OK, I have two domestic leisure banks, bow and stern, once upon a time maybe 500ah, now probably 400.

They are all agm batteries and not very accessible, all new four years ago. 

I have two solar panels but this summer it's been a struggle even to get to the voltages I've been getting previously. Possibly lack of bright sunlight.

Does this mean I should have the bow  batteries replaced if it gets to the stage that the 12v fridge struggles. Or do I wait till I can't charge my tablet, phone, reading lamp?

The only new gadget is the LED Halo reading lamp, I use it as my main source of lighting nowadays. The bow battery bank is taking the hit for charging the water pump, USB  gadgets plus the fridge.

The stern batteries seem to have given up sending energy to their usb sockets following a fitter having a look in the area.  I suspect a loose wire as my car radio only works sometimes, generally can be kicked in to life by running the engine. Could it  be on the starter battery ?, not a great idea!

I have an LED voltage reader which shows that the bow battery bank is going  down to 12.2 v, overnight. I think it used to be 12.4. I've even seen it below 12v.

Do I just wait till I can't charge the gadgets unless the engine is running? It seems to be taking more engine running than ever before.

PS it's been raining for several weeks. The daylight hours are getting less every day, its relentless!

 

 

Unless you can get a rough idea of Ah in during charging and Ah out overnight, I don't see how you can decide, as they are difficult to access.

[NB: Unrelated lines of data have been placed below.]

use std::sync::Arc;
use std::time::Duration;

use axum::http::HeaderValue;
use color_eyre::eyre::{eyre, WrapErr};
use tower_cookies::Key;

use crate::{oauth::GoogleClient, payment::StripeClient};

const DEFAULT_GOOGLE_AUTH_URL: &str = "https://accounts.google.com/o/oauth2/auth";
const DEFAULT_GOOGLE_TOKEN_URL: &str = "https://oauth2.googleapis.com/token";
const DEFAULT_GOOGLE_USERINFO_URL: &str = "https://www.googleapis.com/oauth2/v2/userinfo";
const DEFAULT_POST_LOGIN_REDIRECT_URL: &str = "http://localhost:5173/payment?status=success";
const DEFAULT_CORS_ALLOWED_ORIGIN: &str = "http://localhost:5173";
const DEFAULT_STRIPE_API_BASE: &str = "https://api.stripe.com";
const DEFAULT_HTTP_TIMEOUT_SECS: u64 = 10;
const DEFAULT_PORT: u16 = 8080;

/// Client registration and endpoints for the Google identity provider
#[derive(Clone, Debug)]
pub struct GoogleOAuthConfig {
    pub client_id: String,
    pub client_secret: String,
    pub redirect_url: String,
    pub auth_url: String,
    pub token_url: String,
    pub userinfo_url: String,
}

/// How issued session tokens are signed and handed to the browser
#[derive(Clone)]
pub struct SessionConfig {
    pub jwt_secret: String,
    pub cookie_secure: bool,
    pub post_login_redirect_url: String,
}

#[derive(Clone)]
pub struct StripeConfig {
    pub secret_key: Option<String>,
    pub api_base: String,
}

#[derive(Clone)]
pub struct Config {
    pub google: GoogleOAuthConfig,
    pub session: SessionConfig,
    pub stripe: StripeConfig,
    pub http_timeout: Duration,
    pub port: u16,
    pub cors_allowed_origin: HeaderValue,
    /// Base64 encoded master key for encrypted cookies
    pub cookie_key: Option<String>,
}

impl Config {
    pub fn from_env() -> color_eyre::Result<Self> {
        Self::from_lookup(|name| std::env::var(name).ok())
    }

    /// Build the configuration from any variable source.
    ///
    /// Blank values are treated the same as unset ones.
    pub fn from_lookup(lookup: impl Fn(&str) -> Option<String>) -> color_eyre::Result<Self> {
        let get = |name: &str| lookup(name).filter(|value| !value.trim().is_empty());
        let require = |name: &str| {
            get(name).ok_or_else(|| eyre!("{} environment variable not set", name))
        };

        let redirect_url = require("REDIRECT_URL")?;

        let google = GoogleOAuthConfig {
            client_id: require("GOOGLE_CLIENT_ID")?,
            client_secret: require("GOOGLE_CLIENT_SECRET")?,
            auth_url: get("GOOGLE_AUTH_URL").unwrap_or_else(|| DEFAULT_GOOGLE_AUTH_URL.to_string()),
            token_url: get("GOOGLE_TOKEN_URL")
                .unwrap_or_else(|| DEFAULT_GOOGLE_TOKEN_URL.to_string()),
            userinfo_url: get("GOOGLE_USERINFO_URL")
                .unwrap_or_else(|| DEFAULT_GOOGLE_USERINFO_URL.to_string()),
            redirect_url,
        };

        // Secure cookies unless the callback itself is served over plain http
        let cookie_secure = match get("COOKIE_SECURE") {
            Some(value) => parse_bool(&value)
                .ok_or_else(|| eyre!("COOKIE_SECURE must be true or false, got {:?}", value))?,
            None => google.redirect_url.starts_with("https://"),
        };

        let session = SessionConfig {
            jwt_secret: require("JWT_SECRET")?,
            cookie_secure,
            post_login_redirect_url: get("POST_LOGIN_REDIRECT_URL")
                .unwrap_or_else(|| DEFAULT_POST_LOGIN_REDIRECT_URL.to_string()),
        };

        let stripe = StripeConfig {
            secret_key: get("STRIPE_SECRET_KEY"),
            api_base: get("STRIPE_API_BASE")
                .unwrap_or_else(|| DEFAULT_STRIPE_API_BASE.to_string()),
        };

        let http_timeout = match get("HTTP_TIMEOUT_SECS") {
            Some(value) => Duration::from_secs(
                value
                    .parse()
                    .wrap_err_with(|| format!("Invalid HTTP_TIMEOUT_SECS: {}", value))?,
            ),
            None => Duration::from_secs(DEFAULT_HTTP_TIMEOUT_SECS),
        };

        let port = match get("PORT") {
            Some(value) => value
                .parse()
                .wrap_err_with(|| format!("Invalid PORT: {}", value))?,
            None => DEFAULT_PORT,
        };

        let origin = get("CORS_ALLOWED_ORIGIN")
            .unwrap_or_else(|| DEFAULT_CORS_ALLOWED_ORIGIN.to_string());
        let cors_allowed_origin = HeaderValue::from_str(&origin)
            .wrap_err_with(|| format!("Invalid CORS_ALLOWED_ORIGIN: {}", origin))?;

        Ok(Self {
            google,
            session,
            stripe,
            http_timeout,
            port,
            cors_allowed_origin,
            cookie_key: get("COOKIE_KEY"),
        })
    }
}

fn parse_bool(value: &str) -> Option<bool> {
    match value.trim().to_ascii_lowercase().as_str() {
        "1" | "true" | "yes" => Some(true),
        "0" | "false" | "no" => Some(false),
        _ => None,
    }
}

#[derive(Clone)]
pub struct AppState {
    pub config: Arc<Config>,
    pub cookie_key: Key,
    pub google: Arc<GoogleClient>,
    pub stripe: Arc<StripeClient>,
}

impl AppState {
    pub fn new(config: Config) -> color_eyre::Result<Self> {
        let http = reqwest::ClientBuilder::new()
            .timeout(config.http_timeout)
            .use_rustls_tls()
            .build()
            .wrap_err("Failed to build HTTP client")?;

        let cookie_key = cookie_key_from_config(config.cookie_key.as_deref())?;

        let google = GoogleClient::new(config.google.clone(), http.clone());
        let stripe = StripeClient::new(config.stripe.clone(), http);

        Ok(Self {
            config: Arc::new(config),
            cookie_key,
            google: Arc::new(google),
            stripe: Arc::new(stripe),
        })
    }
}

fn cookie_key_from_config(encoded: Option<&str>) -> color_eyre::Result<Key> {
    use base64::{engine::general_purpose::STANDARD, Engine};

    let Some(encoded) = encoded else {
        tracing::warn!("COOKIE_KEY not set, generating a key for this process only");
        return Ok(Key::generate());
    };

    let bytes = STANDARD
        .decode(encoded.trim())
        .wrap_err("Failed to decode base64-encoded COOKIE_KEY")?;

    Key::try_from(bytes.as_slice()).map_err(|e| eyre!("COOKIE_KEY is unusable: {}", e))
}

It could be a lack of charging (what is the rested voltage when night falls, so no solar), loss of capacity as you suspect, or a cell starting to short. The only way to test them for a live-aboard is to take one out of use, fully charge it so after several hours of being off charge the voltage reads 12.8 ish, and leave it a few days and remeasure the voltage. It should be all but the same as the first reading. If it has dropped, the there is probably a shorting cell, but that dos not rule out a loss of capacity. If you have a battery monitor, you can check for that by fully charging the bank (12.7 to 12.8 rested voltage), zero the monitor's Ah out reading, and the next morning take the rested voltage and the Ah out. So, for example, rested voltage show the state of charge of 12.2 to 12.3 which is close to a true 50% charged, Ah out = (say) 30Ah, so when 100% charged the capacity is 60Ah.

 

Gibbo used to say that when batteries had lost 50% of their capacity, they needed replacing.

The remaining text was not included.